- [THE TASK]: With nothing added or dropped, output every record below exactly.

- [Source data]:
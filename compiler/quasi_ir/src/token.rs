//! Token types produced by the lexer.

use super::ast::LitKind;
use super::{Name, Span};
use std::fmt;
use std::sync::Arc;

/// A token with its span in the source.
#[derive(Clone, Eq, PartialEq, Hash)]
pub struct Token {
    pub kind: TokenKind,
    pub span: Span,
}

impl Token {
    #[inline]
    pub fn new(kind: TokenKind, span: Span) -> Self {
        Token { kind, span }
    }

    /// Create a dummy token for testing/generated code.
    pub fn dummy(kind: TokenKind) -> Self {
        Token {
            kind,
            span: Span::DUMMY,
        }
    }
}

impl fmt::Debug for Token {
    fn fmt(&self, f: &mut fmt::Formatter<'_>) -> fmt::Result {
        write!(f, "{:?} @ {}", self.kind, self.span)
    }
}

/// Token kinds.
///
/// Literals keep their raw source text; decoding happens when the literal is
/// evaluated so both evaluators can apply their own constant precision.
#[derive(Clone, Eq, PartialEq, Hash, Debug)]
pub enum TokenKind {
    /// Identifier (interned)
    Ident(Name),
    /// Basic literal with its raw text: `42`, `0x1f`, `1.5e3`, `2i`, `'a'`, `"s"`
    Literal(LitKind, Arc<str>),

    // Keywords
    Break,
    Case,
    Chan,
    Const,
    Continue,
    Default,
    Defer,
    Else,
    Fallthrough,
    For,
    Func,
    Go,
    Goto,
    If,
    Import,
    Interface,
    Map,
    Package,
    Range,
    Return,
    Select,
    Struct,
    Switch,
    Type,
    Var,

    // Operators
    Add,
    Sub,
    Mul,
    Quo,
    Rem,
    And,
    Or,
    Xor,
    Shl,
    Shr,
    AndNot,
    AddAssign,
    SubAssign,
    MulAssign,
    QuoAssign,
    RemAssign,
    AndAssign,
    OrAssign,
    XorAssign,
    ShlAssign,
    ShrAssign,
    AndNotAssign,
    LAnd,
    LOr,
    Arrow,
    Inc,
    Dec,
    Eql,
    Lss,
    Gtr,
    Assign,
    Not,
    Neq,
    Leq,
    Geq,
    Define,
    Ellipsis,

    // Delimiters
    LParen,
    LBrack,
    LBrace,
    Comma,
    Period,
    RParen,
    RBrack,
    RBrace,
    /// `;`, explicit or inserted at a line end
    Semicolon,
    Colon,

    // Macro forms
    /// `~quote` or `~'`
    Quote,
    /// `~quasiquote` or `~"`
    Quasiquote,
    /// `~unquote` or `~,`
    Unquote,
    /// `~unquote_splice` or `~,@`
    UnquoteSplice,
    /// `~macro`
    Macro,

    Eof,
}

impl TokenKind {
    /// Human-readable description for parse errors.
    pub fn display_name(&self) -> &'static str {
        match self {
            TokenKind::Ident(_) => "identifier",
            TokenKind::Literal(..) => "literal",
            TokenKind::Break => "break",
            TokenKind::Case => "case",
            TokenKind::Chan => "chan",
            TokenKind::Const => "const",
            TokenKind::Continue => "continue",
            TokenKind::Default => "default",
            TokenKind::Defer => "defer",
            TokenKind::Else => "else",
            TokenKind::Fallthrough => "fallthrough",
            TokenKind::For => "for",
            TokenKind::Func => "func",
            TokenKind::Go => "go",
            TokenKind::Goto => "goto",
            TokenKind::If => "if",
            TokenKind::Import => "import",
            TokenKind::Interface => "interface",
            TokenKind::Map => "map",
            TokenKind::Package => "package",
            TokenKind::Range => "range",
            TokenKind::Return => "return",
            TokenKind::Select => "select",
            TokenKind::Struct => "struct",
            TokenKind::Switch => "switch",
            TokenKind::Type => "type",
            TokenKind::Var => "var",
            TokenKind::Add => "+",
            TokenKind::Sub => "-",
            TokenKind::Mul => "*",
            TokenKind::Quo => "/",
            TokenKind::Rem => "%",
            TokenKind::And => "&",
            TokenKind::Or => "|",
            TokenKind::Xor => "^",
            TokenKind::Shl => "<<",
            TokenKind::Shr => ">>",
            TokenKind::AndNot => "&^",
            TokenKind::AddAssign => "+=",
            TokenKind::SubAssign => "-=",
            TokenKind::MulAssign => "*=",
            TokenKind::QuoAssign => "/=",
            TokenKind::RemAssign => "%=",
            TokenKind::AndAssign => "&=",
            TokenKind::OrAssign => "|=",
            TokenKind::XorAssign => "^=",
            TokenKind::ShlAssign => "<<=",
            TokenKind::ShrAssign => ">>=",
            TokenKind::AndNotAssign => "&^=",
            TokenKind::LAnd => "&&",
            TokenKind::LOr => "||",
            TokenKind::Arrow => "<-",
            TokenKind::Inc => "++",
            TokenKind::Dec => "--",
            TokenKind::Eql => "==",
            TokenKind::Lss => "<",
            TokenKind::Gtr => ">",
            TokenKind::Assign => "=",
            TokenKind::Not => "!",
            TokenKind::Neq => "!=",
            TokenKind::Leq => "<=",
            TokenKind::Geq => ">=",
            TokenKind::Define => ":=",
            TokenKind::Ellipsis => "...",
            TokenKind::LParen => "(",
            TokenKind::LBrack => "[",
            TokenKind::LBrace => "{",
            TokenKind::Comma => ",",
            TokenKind::Period => ".",
            TokenKind::RParen => ")",
            TokenKind::RBrack => "]",
            TokenKind::RBrace => "}",
            TokenKind::Semicolon => ";",
            TokenKind::Colon => ":",
            TokenKind::Quote => "~quote",
            TokenKind::Quasiquote => "~quasiquote",
            TokenKind::Unquote => "~unquote",
            TokenKind::UnquoteSplice => "~unquote_splice",
            TokenKind::Macro => "~macro",
            TokenKind::Eof => "end of input",
        }
    }

    /// Whether a newline after this token terminates the statement.
    pub fn ends_statement(&self) -> bool {
        matches!(
            self,
            TokenKind::Ident(_)
                | TokenKind::Literal(..)
                | TokenKind::Break
                | TokenKind::Continue
                | TokenKind::Fallthrough
                | TokenKind::Return
                | TokenKind::Inc
                | TokenKind::Dec
                | TokenKind::RParen
                | TokenKind::RBrack
                | TokenKind::RBrace
        )
    }
}

/// Lexer output: tokens in source order, always terminated by `Eof`.
#[derive(Clone, Default, Eq, PartialEq, Debug)]
pub struct TokenList {
    tokens: Vec<Token>,
}

impl TokenList {
    pub fn new() -> Self {
        TokenList { tokens: Vec::new() }
    }

    pub fn push(&mut self, token: Token) {
        self.tokens.push(token);
    }

    pub fn len(&self) -> usize {
        self.tokens.len()
    }

    pub fn is_empty(&self) -> bool {
        self.tokens.is_empty()
    }

    pub fn get(&self, index: usize) -> Option<&Token> {
        self.tokens.get(index)
    }

    pub fn last(&self) -> Option<&Token> {
        self.tokens.last()
    }

    pub fn as_slice(&self) -> &[Token] {
        &self.tokens
    }

    pub fn iter(&self) -> impl Iterator<Item = &Token> {
        self.tokens.iter()
    }

    /// Token kinds only, for tests and debugging.
    pub fn kinds(&self) -> Vec<TokenKind> {
        self.tokens.iter().map(|t| t.kind.clone()).collect()
    }
}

- [YOUR SOLUTION]:
filename compiler/quasi_ir/src/token.rs
//! Token types produced by the lexer.

use super::ast::LitKind;
use super::{Name, Span};
use std::fmt;
use std::sync::Arc;

/// A token with its span in the source.
#[derive(Clone, Eq, PartialEq, Hash)]
pub struct Token {
    pub kind: TokenKind,
    pub span: Span,
}

impl Token {
    #[inline]
    pub fn new(kind: TokenKind, span: Span) -> Self {
        Token { kind, span }
    }

    /// Create a dummy token for testing/generated code.
    pub fn dummy(kind: TokenKind) -> Self {
        Token {
            kind,
            span: Span::DUMMY,
        }
    }
}

impl fmt::Debug for Token {
    fn fmt(&self, f: &mut fmt::Formatter<'_>) -> fmt::Result {
        write!(f, "{:?} @ {}", self.kind, self.span)
    }
}

/// Token kinds.
///
/// Literals keep their raw source text; decoding happens when the literal is
/// evaluated so both evaluators can apply their own constant precision.
#[derive(Clone, Eq, PartialEq, Hash, Debug)]
pub enum TokenKind {
    /// Identifier (interned)
    Ident(Name),
    /// Basic literal with its raw text: `42`, `0x1f`, `1.5e3`, `2i`, `'a'`, `"s"`
    Literal(LitKind, Arc<str>),

    // Keywords
    Break,
    Case,
    Chan,
    Const,
    Continue,
    Default,
    Defer,
    Else,
    Fallthrough,
    For,
    Func,
    Go,
    Goto,
    If,
    Import,
    Interface,
    Map,
    Package,
    Range,
    Return,
    Select,
    Struct,
    Switch,
    Type,
    Var,

    // Operators
    Add,
    Sub,
    Mul,
    Quo,
    Rem,
    And,
    Or,
    Xor,
    Shl,
    Shr,
    AndNot,
    AddAssign,
    SubAssign,
    MulAssign,
    QuoAssign,
    RemAssign,
    AndAssign,
    OrAssign,
    XorAssign,
    ShlAssign,
    ShrAssign,
    AndNotAssign,
    LAnd,
    LOr,
    Arrow,
    Inc,
    Dec,
    Eql,
    Lss,
    Gtr,
    Assign,
    Not,
    Neq,
    Leq,
    Geq,
    Define,
    Ellipsis,

    // Delimiters
    LParen,
    LBrack,
    LBrace,
    Comma,
    Period,
    RParen,
    RBrack,
    RBrace,
    /// `;`, explicit or inserted at a line end
    Semicolon,
    Colon,

    // Macro forms
    /// `~quote` or `~'`
    Quote,
    /// `~quasiquote` or `~"`
    Quasiquote,
    /// `~unquote` or `~,`
    Unquote,
    /// `~unquote_splice` or `~,@`
    UnquoteSplice,
    /// `~macro`
    Macro,

    Eof,
}

impl TokenKind {
    /// Human-readable description for parse errors.
    pub fn display_name(&self) -> &'static str {
        match self {
            TokenKind::Ident(_) => "identifier",
            TokenKind::Literal(..) => "literal",
            TokenKind::Break => "break",
            TokenKind::Case => "case",
            TokenKind::Chan => "chan",
            TokenKind::Const => "const",
            TokenKind::Continue => "continue",
            TokenKind::Default => "default",
            TokenKind::Defer => "defer",
            TokenKind::Else => "else",
            TokenKind::Fallthrough => "fallthrough",
            TokenKind::For => "for",
            TokenKind::Func => "func",
            TokenKind::Go => "go",
            TokenKind::Goto => "goto",
            TokenKind::If => "if",
            TokenKind::Import => "import",
            TokenKind::Interface => "interface",
            TokenKind::Map => "map",
            TokenKind::Package => "package",
            TokenKind::Range => "range",
            TokenKind::Return => "return",
            TokenKind::Select => "select",
            TokenKind::Struct => "struct",
            TokenKind::Switch => "switch",
            TokenKind::Type => "type",
            TokenKind::Var => "var",
            TokenKind::Add => "+",
            TokenKind::Sub => "-",
            TokenKind::Mul => "*",
            TokenKind::Quo => "/",
            TokenKind::Rem => "%",
            TokenKind::And => "&",
            TokenKind::Or => "|",
            TokenKind::Xor => "^",
            TokenKind::Shl => "<<",
            TokenKind::Shr => ">>",
            TokenKind::AndNot => "&^",
            TokenKind::AddAssign => "+=",
            TokenKind::SubAssign => "-=",
            TokenKind::MulAssign => "*=",
            TokenKind::QuoAssign => "/=",
            TokenKind::RemAssign => "%=",
            TokenKind::AndAssign => "&=",
            TokenKind::OrAssign => "|=",
            TokenKind::XorAssign => "^=",
            TokenKind::ShlAssign => "<<=",
            TokenKind::ShrAssign => ">>=",
            TokenKind::AndNotAssign => "&^=",
            TokenKind::LAnd => "&&",
            TokenKind::LOr => "||",
            TokenKind::Arrow => "<-",
            TokenKind::Inc => "++",
            TokenKind::Dec => "--",
            TokenKind::Eql => "==",
            TokenKind::Lss => "<",
            TokenKind::Gtr => ">",
            TokenKind::Assign => "=",
            TokenKind::Not => "!",
            TokenKind::Neq => "!=",
            TokenKind::Leq => "<=",
            TokenKind::Geq => ">=",
            TokenKind::Define => ":=",
            TokenKind::Ellipsis => "...",
            TokenKind::LParen => "(",
            TokenKind::LBrack => "[",
            TokenKind::LBrace => "{",
            TokenKind::Comma => ",",
            TokenKind::Period => ".",
            TokenKind::RParen => ")",
            TokenKind::RBrack => "]",
            TokenKind::RBrace => "}",
            TokenKind::Semicolon => ";",
            TokenKind::Colon => ":",
            TokenKind::Quote => "~quote",
            TokenKind::Quasiquote => "~quasiquote",
            TokenKind::Unquote => "~unquote",
            TokenKind::UnquoteSplice => "~unquote_splice",
            TokenKind::Macro => "~macro",
            TokenKind::Eof => "end of input",
        }
    }

    /// Whether a newline after this token terminates the statement.
    pub fn ends_statement(&self) -> bool {
        matches!(
            self,
            TokenKind::Ident(_)
                | TokenKind::Literal(..)
                | TokenKind::Break
                | TokenKind::Continue
                | TokenKind::Fallthrough
                | TokenKind::Return
                | TokenKind::Inc
                | TokenKind::Dec
                | TokenKind::RParen
                | TokenKind::RBrack
                | TokenKind::RBrace
        )
    }
}

/// Lexer output: tokens in source order, always terminated by `Eof`.
#[derive(Clone, Default, Eq, PartialEq, Debug)]
pub struct TokenList {
    tokens: Vec<Token>,
}

impl TokenList {
    pub fn new() -> Self {
        TokenList { tokens: Vec::new() }
    }

    pub fn push(&mut self, token: Token) {
        self.tokens.push(token);
    }

    pub fn len(&self) -> usize {
        self.tokens.len()
    }

    pub fn is_empty(&self) -> bool {
        self.tokens.is_empty()
    }

    pub fn get(&self, index: usize) -> Option<&Token> {
        self.tokens.get(index)
    }

    pub fn last(&self) -> Option<&Token> {
        self.tokens.last()
    }

    pub fn as_slice(&self) -> &[Token] {
        &self.tokens
    }

    pub fn iter(&self) -> impl Iterator<Item = &Token> {
        self.tokens.iter()
    }

    /// Token kinds only, for tests and debugging.
    pub fn kinds(&self) -> Vec<TokenKind> {
        self.tokens.iter().map(|t| t.kind.clone()).collect()
    }
}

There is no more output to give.